Details
About the Reviewer
Reviewer Organization
Reviewer Tech Stack
Other Products Considered
Summary
Product Usage: The reviewer uses Accorded to demonstrate the Return on Investment (ROI) or Value on Investment (VOI) of their digital mental health services to employers and health plan partners.
Strengths: Accorded offers unique service-oriented actuary models which are flexible and cost-effective for evolving digital health companies.
Weaknesses: Accorded could improve in translating their work into marketable deliverables and expanding their analysis scope around value-based care.
Overall Judgment: Accorded has been an excellent partner, offering quality work equivalent to or better than more recognized brands at a competitive price.
Review
So today we’re chatting about Accorded and how it’s used at your company. Before we jump into that, could you give a brief overview of the company and your role there?
We are a digital health platform, offering human-delivered care services to employers through direct employer sales and health plan partnerships, as well as offering app-based preventive services to consumers. I lead our research team, which focuses on researching and validating the health outcomes impact of our products and services. We study real world data from our users and also run randomized controlled trials. We work with Accorded to support customer and partner evaluations, to evaluate efficacy or impact of our product with a partner.
What problem were you looking to solve with a vendor like Accorded?
We had a burning need to show ROI (or sometimes VOI, Value on Investment) of our services to employer and health plan customers. We had just started to publish some of our clinical outcomes and real world evidence, and really needed to be able to tell a stronger story around the impact to cost of care. We didn’t have the data we needed at the time, and also didn’t have the expertise to do those evaluations internally, so we needed a partner who could help us get more sophisticated in our analytical and evaluation approaches.
What requirements did you have for a partner?
One key requirement was having access to claims data, either from employers or partners providing it, or from working with a data vendor. We then needed a partner who was capable of doing the analysis themselves, who had the expertise in actuarial modeling and the appropriate assumptions to use. Accorded has benchmark data access through their market scan data, while some other competitors only had the analytics side without also having the data themselves.
Pricing was obviously also a very important driver: we wanted to be able to work with a partner in a flexible ongoing way instead of on a per-project basis. It wouldn’t have been feasible to pay per project.
What other vendors did you look at and how did they compare?
At first we looked broadly at the healthcare analytics space, including broader economic evaluation companies, not just at actuarial companies. We looked at Milliman; we’d worked with them on another project before and had a great experience, but their pricing model was not feasible for us. They would have charged per project and would require a well-defined project scope from the start. At the time we were still learning a lot, and weren’t sure what our exact approach would be, so having to commit to a big expense from the start when we didn’t know if a specific project would answer our questions wasn’t a good option for us. I think what makes Accorded really unique is that they were willing to work with us and make their work an ongoing, dynamic part of our sales process. It didn’t seem like any other vendor had that capability without paying a huge retainer.

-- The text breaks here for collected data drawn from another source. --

//! Untyped field values and row records.
//!
//! [`Value`] is the single-column currency between JSON bodies, query strings,
//! SQL bind parameters and result rows. [`Record`] is an ordered set of named
//! values; every operation validates records against an [`EntitySchema`]
//! before any SQL is rendered.

use chrono::{NaiveDate, NaiveDateTime};
use serde::de::DeserializeOwned;

use crate::errors::{Result, StoreError};
use crate::schema::{EntitySchema, FieldDef, FieldType};

/// Canonical text form of a timestamp (`2024-03-01T09:30:00`).
pub const TIMESTAMP_FORMAT: &str = "%Y-%m-%dT%H:%M:%S%.f";

/// A single field value.
#[derive(Debug, Clone, PartialEq, Eq, Default)]
pub enum Value {
    /// SQL NULL.
    #[default]
    Null,
    /// 64-bit integer.
    Integer(i64),
    /// Text, including enum variants.
    Text(String),
    /// Naive date-time.
    Timestamp(NaiveDateTime),
}

impl Value {
    /// Short type name for error messages.
    pub fn type_name(&self) -> &'static str {
        match self {
            Value::Null => "null",
            Value::Integer(_) => "integer",
            Value::Text(_) => "string",
            Value::Timestamp(_) => "timestamp",
        }
    }

    /// Whether this is [`Value::Null`].
    pub fn is_null(&self) -> bool {
        matches!(self, Value::Null)
    }

    /// Convert a JSON value into a field value of the declared type.
    ///
    /// Only the shape is checked here; nullability and enum membership are
    /// enforced by [`Value::check`].
    pub fn from_json(field: &FieldDef, json: &serde_json::Value) -> Result<Self> {
        use serde_json::Value as Json;

        match (field.ty, json) {
            (_, Json::Null) => Ok(Value::Null),
            (FieldType::Integer, Json::Number(n)) => n
                .as_i64()
                .map(Value::Integer)
                .ok_or_else(|| mismatch(field, &n.to_string())),
            (FieldType::Text | FieldType::Enum(_), Json::String(s)) => Ok(Value::Text(s.clone())),
            (FieldType::Timestamp, Json::String(s)) => parse_timestamp(field, s),
            (_, other) => Err(StoreError::Validation(format!(
                "field `{}` expects {}, got {}",
                field.name,
                field.ty.name(),
                json_type_name(other)
            ))),
        }
    }

    /// Parse a raw string (path segment or query parameter) as the declared type.
    pub fn parse_str(field: &FieldDef, raw: &str) -> Result<Self> {
        match field.ty {
            FieldType::Integer => raw
                .trim()
                .parse::<i64>()
                .map(Value::Integer)
                .map_err(|_| mismatch(field, raw)),
            FieldType::Text | FieldType::Enum(_) => Ok(Value::Text(raw.to_string())),
            FieldType::Timestamp => parse_timestamp(field, raw),
        }
    }

    /// Check this value against a field's type, nullability and enum variants.
    pub fn check(&self, entity: &str, field: &FieldDef) -> Result<()> {
        match (self, field.ty) {
            (Value::Null, _) if field.nullable => Ok(()),
            (Value::Null, _) => Err(StoreError::Validation(format!(
                "field `{}` of {entity} must not be null",
                field.name
            ))),
            (Value::Integer(_), FieldType::Integer)
            | (Value::Text(_), FieldType::Text)
            | (Value::Timestamp(_), FieldType::Timestamp) => Ok(()),
            (Value::Text(s), FieldType::Enum(variants)) => {
                if variants.contains(&s.as_str()) {
                    Ok(())
                } else {
                    Err(StoreError::Validation(format!(
                        "field `{}` of {entity} must be one of {}, got `{s}`",
                        field.name,
                        variants.join(", ")
                    )))
                }
            }
            (other, ty) => Err(StoreError::Validation(format!(
                "field `{}` of {entity} expects {}, got {}",
                field.name,
                ty.name(),
                other.type_name()
            ))),
        }
    }

    /// JSON representation.
    pub fn to_json(&self) -> serde_json::Value {
        match self {
            Value::Null => serde_json::Value::Null,
            Value::Integer(n) => serde_json::Value::from(*n),
            Value::Text(s) => serde_json::Value::String(s.clone()),
            Value::Timestamp(ts) => {
                serde_json::Value::String(ts.format(TIMESTAMP_FORMAT).to_string())
            }
        }
    }
}

impl From<i64> for Value {
    fn from(n: i64) -> Self {
        Value::Integer(n)
    }
}

impl From<&str> for Value {
    fn from(s: &str) -> Self {
        Value::Text(s.to_string())
    }
}

impl From<String> for Value {
    fn from(s: String) -> Self {
        Value::Text(s)
    }
}

impl From<NaiveDateTime> for Value {
    fn from(ts: NaiveDateTime) -> Self {
        Value::Timestamp(ts)
    }
}

impl<T: Into<Value>> From<Option<T>> for Value {
    fn from(opt: Option<T>) -> Self {
        opt.map_or(Value::Null, Into::into)
    }
}

fn mismatch(field: &FieldDef, raw: &str) -> StoreError {
    StoreError::Validation(format!(
        "field `{}` expects {}, got `{raw}`",
        field.name,
        field.ty.name()
    ))
}

fn json_type_name(json: &serde_json::Value) -> &'static str {
    match json {
        serde_json::Value::Null => "null",
        serde_json::Value::Bool(_) => "boolean",
        serde_json::Value::Number(_) => "number",
        serde_json::Value::String(_) => "string",
        serde_json::Value::Array(_) => "array",
        serde_json::Value::Object(_) => "object",
    }
}

/// Accepts `T`- or space-separated date-times and bare dates (as midnight).
fn parse_timestamp(field: &FieldDef, raw: &str) -> Result<Value> {
    let raw = raw.trim();
    if let Ok(ts) = NaiveDateTime::parse_from_str(raw, TIMESTAMP_FORMAT) {
        return Ok(Value::Timestamp(ts));
    }
    if let Ok(ts) = NaiveDateTime::parse_from_str(raw, "%Y-%m-%d %H:%M:%S%.f") {
        return Ok(Value::Timestamp(ts));
    }
    NaiveDate::parse_from_str(raw, "%Y-%m-%d")
        .ok()
        .and_then(|d| d.and_hms_opt(0, 0, 0))
        .map(Value::Timestamp)
        .ok_or_else(|| mismatch(field, raw))
}

// ─────────────────────────────────────────────────────────────────────────────
// Record
// ─────────────────────────────────────────────────────────────────────────────

/// Ordered field-name → value map; the untyped form of a row.
#[derive(Debug, Clone, PartialEq, Eq, Default)]
pub struct Record {
    fields: Vec<(String, Value)>,
}

impl Record {
    /// Empty record.
    pub fn new() -> Self {
        Self::default()
    }

    /// Builder form of [`Record::insert`].
    #[must_use]
    pub fn with(mut self, name: impl Into<String>, value: impl Into<Value>) -> Self {
        self.insert(name, value);
        self
    }

    /// Set a field, replacing any previous value under the same name.
    pub fn insert(&mut self, name: impl Into<String>, value: impl Into<Value>) {
        let name = name.into();
        let value = value.into();
        if let Some(slot) = self.fields.iter_mut().find(|(n, _)| *n == name) {
            slot.1 = value;
        } else {
            self.fields.push((name, value));
        }
    }

    /// Value of a field, if present.
    pub fn get(&self, name: &str) -> Option<&Value> {
        self.fields.iter().find(|(n, _)| n == name).map(|(_, v)| v)
    }

    /// Whether the record names `name`.
    pub fn contains(&self, name: &str) -> bool {
        self.get(name).is_some()
    }

    /// Fields in insertion order.
    pub fn iter(&self) -> impl Iterator<Item = (&str, &Value)> {
        self.fields.iter().map(|(n, v)| (n.as_str(), v))
    }

    /// Number of fields.
    pub fn len(&self) -> usize {
        self.fields.len()
    }

    /// Whether the record has no fields.
    pub fn is_empty(&self) -> bool {
        self.fields.is_empty()
    }

    /// Build a record from a JSON object, validating names and values.
    ///
    /// Fields come out in schema declaration order regardless of the order
    /// of keys in the object.
    pub fn from_json(schema: &EntitySchema, json: &serde_json::Value) -> Result<Self> {
        let Some(object) = json.as_object() else {
            return Err(StoreError::Validation(format!(
                "{} body must be a JSON object, got {}",
                schema.name,
                json_type_name(json)
            )));
        };

        if let Some(unknown) = object.keys().find(|k| schema.field(k).is_none()) {
            return Err(unknown_field(schema, unknown));
        }

        let mut record = Record::new();
        for field in schema.fields {
            if let Some(raw) = object.get(field.name) {
                let value = Value::from_json(field, raw)?;
                value.check(schema.name, field)?;
                record.fields.push((field.name.to_string(), value));
            }
        }
        Ok(record)
    }

    /// JSON object representation.
    pub fn to_json(&self) -> serde_json::Value {
        let object = self
            .fields
            .iter()
            .map(|(n, v)| (n.clone(), v.to_json()))
            .collect::<serde_json::Map<_, _>>();
        serde_json::Value::Object(object)
    }

    /// Materialise a typed entity from a stored row.
    pub fn into_entity<E: DeserializeOwned>(self, schema: &'static EntitySchema) -> Result<E> {
        serde_json::from_value(self.to_json()).map_err(|e| StoreError::CorruptRow {
            table: schema.name,
            column: "*",
            detail: e.to_string(),
        })
    }

    /// Every name is a declared field and every value fits its field.
    pub fn validate(&self, schema: &EntitySchema) -> Result<()> {
        for (name, value) in &self.fields {
            let field = schema
                .field(name)
                .ok_or_else(|| unknown_field(schema, name))?;
            value.check(schema.name, field)?;
        }
        Ok(())
    }

    /// [`Record::validate`] plus presence of every required field.
    ///
    /// Generated keys are assigned by the database and may not be supplied.
    pub fn validate_for_create(&self, schema: &EntitySchema) -> Result<()> {
        self.validate(schema)?;
        if let Some(generated) = schema
            .fields
            .iter()
            .find(|f| f.generated && self.contains(f.name))
        {
            return Err(StoreError::Validation(format!(
                "field `{}` of {} is assigned by the database",
                generated.name, schema.name
            )));
        }
        if let Some(missing) = schema.required_fields().find(|f| !self.contains(f.name)) {
            return Err(StoreError::Validation(format!(
                "{} requires field `{}`",
                schema.name, missing.name
            )));
        }
        Ok(())
    }

    /// [`Record::validate`] plus at least one field to change.
    pub fn validate_for_update(&self, schema: &EntitySchema) -> Result<()> {
        if self.is_empty() {
            return Err(StoreError::Validation(format!(
                "update of {} names no fields",
                schema.name
            )));
        }
        self.validate(schema)
    }
}

pub(crate) fn unknown_field(schema: &EntitySchema, name: &str) -> StoreError {
    StoreError::Validation(format!("unknown field `{name}` for {}", schema.name))
}

// ─────────────────────────────────────────────────────────────────────────────
// Tests
// ─────────────────────────────────────────────────────────────────────────────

We also looked at DRG, RTI, and a few others. Milliman was the only one we progressed very far with. RTI and DRG are general health analytics companies; they don’t specialize as much as actuarial companies, but can do other types of analytics. They’re also used to working more with pharma and doing economic evaluations in that context, so it was hard to wrap their head around our specific use case.
There were also some companies with more of a data focus, such as Blue Health Intelligence. They have a data asset and then also have analytics capabilities. It’s a tangential space.
What made you pick Accorded over these competitors?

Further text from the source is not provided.